----- PROVIDED RECORDS -----
//! Protocol rules for memo payloads.
//!
//! Byte ceilings per action kind, the closed set of poll types and the fee
//! shape used when building protocol-compliant transactions. Everything in
//! here is a constant or a pure function.
use std::fmt;
use std::str::FromStr;

use serde::{Deserialize, Serialize};
use thiserror::Error;

use crate::types::ActionKind;

/// First byte of the protocol marker push (`0x6d KIND`).
pub const MEMO_PREFIX: u8 = 0x6d;

pub const MAX_POST_SIZE: usize = 217;
pub const MAX_REPLY_SIZE: usize = 184;
pub const MAX_TAG_MESSAGE_SIZE: usize = 217;
pub const MAX_POLL_QUESTION_SIZE: usize = 213;
pub const MAX_POLL_RESPONSE_SIZE: usize = 184;

/// Width of a transaction hash carried inside a payload.
pub const TX_HASH_SIZE: usize = 32;
/// Width of a public-key-hash carried inside a payload.
pub const PK_HASH_SIZE: usize = 20;

pub const BASE_TX_FEE: u64 = 192;
pub const MAX_TX_FEE: u64 = 425;
pub const ADDITIONAL_OUTPUT_FEE: u64 = 34;
pub const ADDITIONAL_INPUT_FEE: u64 = 181;

/// Minimum fee for a transaction with the given output and input counts.
///
/// Every output beyond the first adds [`ADDITIONAL_OUTPUT_FEE`], every input
/// beyond the first adds [`ADDITIONAL_INPUT_FEE`], and the total never exceeds
/// [`MAX_TX_FEE`].
pub fn fee(outputs: u64, inputs: u64) -> u64 {
    let fee = BASE_TX_FEE
        + outputs.saturating_sub(1) * ADDITIONAL_OUTPUT_FEE
        + inputs.saturating_sub(1) * ADDITIONAL_INPUT_FEE;
    fee.min(MAX_TX_FEE)
}

/// Maximum payload text size for an action kind, if the kind carries text.
pub fn max_payload_size(kind: ActionKind) -> Option<usize> {
    match kind {
        ActionKind::SetName => Some(MAX_TAG_MESSAGE_SIZE),
        ActionKind::Post => Some(MAX_POST_SIZE),
        ActionKind::Reply => Some(MAX_REPLY_SIZE),
        ActionKind::TagMessage => Some(MAX_TAG_MESSAGE_SIZE),
        ActionKind::PollQuestion => Some(MAX_POLL_QUESTION_SIZE),
        ActionKind::PollResponse => Some(MAX_POLL_RESPONSE_SIZE),
        ActionKind::Like | ActionKind::Follow | ActionKind::Unfollow => None,
    }
}

/// Kind of poll created by a poll question.
#[derive(Debug, Clone, Copy, PartialEq, Eq, Hash, Serialize, Deserialize)]
#[serde(rename_all = "snake_case")]
pub enum PollType {
    /// Exactly one option may be chosen.
    One,
    /// Any number of options may be chosen.
    Any,
    /// Options are ranked.
    Rank,
}

impl PollType {
    pub fn as_str(&self) -> &'static str {
        match self {
            PollType::One => "one",
            PollType::Any => "any",
            PollType::Rank => "rank",
        }
    }
}

impl fmt::Display for PollType {
    fn fmt(&self, f: &mut fmt::Formatter<'_>) -> fmt::Result {
        f.write_str(self.as_str())
    }
}

/// Returned when a poll type tag is outside the closed enumeration.
#[derive(Debug, Clone, PartialEq, Eq, Error)]
#[error("unknown poll type: {0:?}")]
pub struct UnknownPollType(pub String);

impl FromStr for PollType {
    type Err = UnknownPollType;

    fn from_str(s: &str) -> Result<Self, Self::Err> {
        match s {
            "one" => Ok(PollType::One),
            "any" => Ok(PollType::Any),
            "rank" => Ok(PollType::Rank),
            other => Err(UnknownPollType(other.to_string())),
        }
    }
}

const OP_RETURN: u8 = 0x6a;
const OP_PUSHDATA1: u8 = 0x4c;
const OP_PUSHDATA2: u8 = 0x4d;
const OP_PUSHDATA4: u8 = 0x4e;

/// Builds an `OP_RETURN` output script carrying a memo payload.
///
/// The first push is the protocol marker for `kind`, followed by one push per
/// field in `fields`.
pub fn build_memo_script(kind: ActionKind, fields: &[&[u8]]) -> Vec<u8> {
    let mut script = vec![OP_RETURN];
    push_data(&mut script, &[MEMO_PREFIX, kind.as_byte()]);
    for field in fields {
        push_data(&mut script, field);
    }
    script
}

fn push_data(script: &mut Vec<u8>, data: &[u8]) {
    match data.len() {
        len @ 0..=75 => script.push(len as u8),
        len @ 76..=0xff => {
            script.push(OP_PUSHDATA1);
            script.push(len as u8);
        }
        len @ 0x100..=0xffff => {
            script.push(OP_PUSHDATA2);
            script.extend_from_slice(&(len as u16).to_le_bytes());
        }
        len => {
            script.push(OP_PUSHDATA4);
            script.extend_from_slice(&(len as u32).to_le_bytes());
        }
    }
    script.extend_from_slice(data);
}
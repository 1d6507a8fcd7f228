//! Integration tests for PostgreSQL cursor repository implementation.
//!
//! These tests require a real PostgreSQL database and use SQLx test macros
//! to ensure proper test isolation and cleanup.
//!
//! Run with: `cargo test --test postgres_cursor -- --ignored`

use memo_indexer_repository::{CursorRepository, PostgresCursorRepository};

#[sqlx::test(migrations = "src/postgres/migrations")]
#[ignore = "requires DATABASE_URL"]
async fn test_save_and_get_cursor(pool: sqlx::PgPool) {
    let repository = PostgresCursorRepository::new(pool.clone()).await.unwrap();

    repository.save_cursor("block_scanner", 1000).await.unwrap();

    let position = repository.get_cursor("block_scanner").await.unwrap();
    assert_eq!(position, Some(1000));
}

#[sqlx::test(migrations = "src/postgres/migrations")]
#[ignore = "requires DATABASE_URL"]
async fn test_get_nonexistent_cursor(pool: sqlx::PgPool) {
    let repository = PostgresCursorRepository::new(pool.clone()).await.unwrap();
    let result = repository.get_cursor("nonexistent_id").await.unwrap();
    assert!(result.is_none());
}

#[sqlx::test(migrations = "src/postgres/migrations")]
#[ignore = "requires DATABASE_URL"]
async fn test_update_existing_cursor(pool: sqlx::PgPool) {
    let repository = PostgresCursorRepository::new(pool.clone()).await.unwrap();

    repository.save_cursor("backfill_roots", 10).await.unwrap();
    repository.save_cursor("backfill_roots", 20).await.unwrap();

    assert_eq!(repository.get_cursor("backfill_roots").await.unwrap(), Some(20));

    // Verify only one record exists
    let count: i64 = sqlx::query_scalar("SELECT COUNT(*) FROM indexer_cursors WHERE id = $1")
        .bind("backfill_roots")
        .fetch_one(&pool)
        .await
        .unwrap();
    assert_eq!(count, 1);
}
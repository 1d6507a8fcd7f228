//! This module defines and re-exports the interfaces for the entity store.
//! It serves as a central point for accessing traits related to data interaction.
mod actions;
mod cursor_repository;
mod views;

pub use actions::{ActionsRepository, SEARCH_PAGE_SIZE};
pub use cursor_repository::CursorRepository;
pub use views::ViewsRepository;
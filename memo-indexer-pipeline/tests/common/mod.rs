#![allow(dead_code)]
//! Ledger transaction builders and a scanner wired to in-memory stores.

use std::sync::Arc;

use bitcoin::hashes::Hash as _;
use memo_indexer_pipeline::consumer::{InMemoryLedger, LedgerSource};
use memo_indexer_pipeline::loader::ActionsLoader;
use memo_indexer_pipeline::orchestrator::{Scanner, ScannerConfig};
use memo_indexer_pipeline::processor::ActionsProcessor;
use memo_indexer_repository::{MemoryActionsRepository, MemoryCursorRepository};
use memo_indexer_shared::protocol::build_memo_script;
use memo_indexer_shared::types::{ActionKind, Identity, LedgerTransaction, TxHash, TxInput};

pub fn tx_hash(n: u32) -> TxHash {
    let mut bytes = [0u8; 32];
    bytes[..4].copy_from_slice(&n.to_le_bytes());
    bytes[31] = 0xee;
    TxHash::from_byte_array(bytes)
}

pub fn pubkey(author: u8) -> Vec<u8> {
    let mut key = vec![0x02];
    key.extend_from_slice(&[author; 32]);
    key
}

pub fn identity(author: u8) -> Identity {
    Identity::from_pubkey(&pubkey(author))
}

fn p2pkh_script_sig(author: u8) -> Vec<u8> {
    let mut script_sig = vec![71];
    script_sig.extend_from_slice(&[0x30; 71]);
    script_sig.push(33);
    script_sig.extend_from_slice(&pubkey(author));
    script_sig
}

/// A transaction signed by `author`, spending output 0 of `funding`, with a
/// memo output after a change output.
pub fn memo_tx(
    n: u32,
    author: u8,
    funding: TxHash,
    kind: ActionKind,
    fields: &[&[u8]],
) -> LedgerTransaction {
    LedgerTransaction {
        hash: tx_hash(n),
        inputs: vec![TxInput {
            prev_tx: funding,
            vout: 0,
            script_sig: p2pkh_script_sig(author),
            witness: vec![],
        }],
        output_scripts: vec![change_script(), build_memo_script(kind, fields)],
    }
}

pub fn post_tx(n: u32, author: u8, message: &str) -> LedgerTransaction {
    memo_tx(n, author, tx_hash(900_000 + n), ActionKind::Post, &[message.as_bytes()])
}

/// A payment with no memo output.
pub fn plain_tx(n: u32) -> LedgerTransaction {
    LedgerTransaction {
        hash: tx_hash(n),
        inputs: vec![TxInput {
            prev_tx: tx_hash(900_000 + n),
            vout: 0,
            script_sig: p2pkh_script_sig(0xff),
            witness: vec![],
        }],
        output_scripts: vec![change_script()],
    }
}

fn change_script() -> Vec<u8> {
    let mut script = vec![0x76, 0xa9, 0x14];
    script.extend_from_slice(&[0x11; 20]);
    script.extend_from_slice(&[0x88, 0xac]);
    script
}

pub struct Harness {
    pub ledger: Arc<InMemoryLedger>,
    pub actions: Arc<MemoryActionsRepository>,
    pub cursors: Arc<MemoryCursorRepository>,
    pub scanner: Arc<Scanner>,
}

pub fn harness(config: ScannerConfig) -> Harness {
    let ledger = Arc::new(InMemoryLedger::new());
    harness_with_ledger(ledger.clone(), ledger, config)
}

/// Wires the scanner to `source`, which may wrap `ledger`.
pub fn harness_with_ledger(
    ledger: Arc<InMemoryLedger>,
    source: Arc<dyn LedgerSource>,
    config: ScannerConfig,
) -> Harness {
    let actions = Arc::new(MemoryActionsRepository::new());
    let cursors = Arc::new(MemoryCursorRepository::new());
    let loader = ActionsLoader::new(actions.clone(), cursors.clone());
    let scanner = Arc::new(Scanner::new(
        source,
        ActionsProcessor::with_memo_handlers(),
        loader,
        config,
    ));
    Harness {
        ledger,
        actions,
        cursors,
        scanner,
    }
}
-----
- **ACTION ITEM**
Take the lines above from the one containing "let count: i64" down to the one containing "pub fn identity(author: u8)", and transcribe them exactly, both ends included.

- **REPLY**
    let count: i64 = sqlx::query_scalar("SELECT COUNT(*) FROM indexer_cursors WHERE id = $1")
        .bind("backfill_roots")
        .fetch_one(&pool)
        .await
        .unwrap();
    assert_eq!(count, 1);
}
repository 1d6507a8fcd7f228
//! This module defines and re-exports the interfaces for the entity store.
//! It serves as a central point for accessing traits related to data interaction.
mod actions;
mod cursor_repository;
mod views;

pub use actions::{ActionsRepository, SEARCH_PAGE_SIZE};
pub use cursor_repository::CursorRepository;
pub use views::ViewsRepository;
filename memo-indexer-pipeline/tests/common/mod.rs
#![allow(dead_code)]
//! Ledger transaction builders and a scanner wired to in-memory stores.

use std::sync::Arc;

use bitcoin::hashes::Hash as _;
use memo_indexer_pipeline::consumer::{InMemoryLedger, LedgerSource};
use memo_indexer_pipeline::loader::ActionsLoader;
use memo_indexer_pipeline::orchestrator::{Scanner, ScannerConfig};
use memo_indexer_pipeline::processor::ActionsProcessor;
use memo_indexer_repository::{MemoryActionsRepository, MemoryCursorRepository};
use memo_indexer_shared::protocol::build_memo_script;
use memo_indexer_shared::types::{ActionKind, Identity, LedgerTransaction, TxHash, TxInput};

pub fn tx_hash(n: u32) -> TxHash {
    let mut bytes = [0u8; 32];
    bytes[..4].copy_from_slice(&n.to_le_bytes());
    bytes[31] = 0xee;
    TxHash::from_byte_array(bytes)
}

pub fn pubkey(author: u8) -> Vec<u8> {
    let mut key = vec![0x02];
    key.extend_from_slice(&[author; 32]);
    key
}

pub fn identity(author: u8) -> Identity {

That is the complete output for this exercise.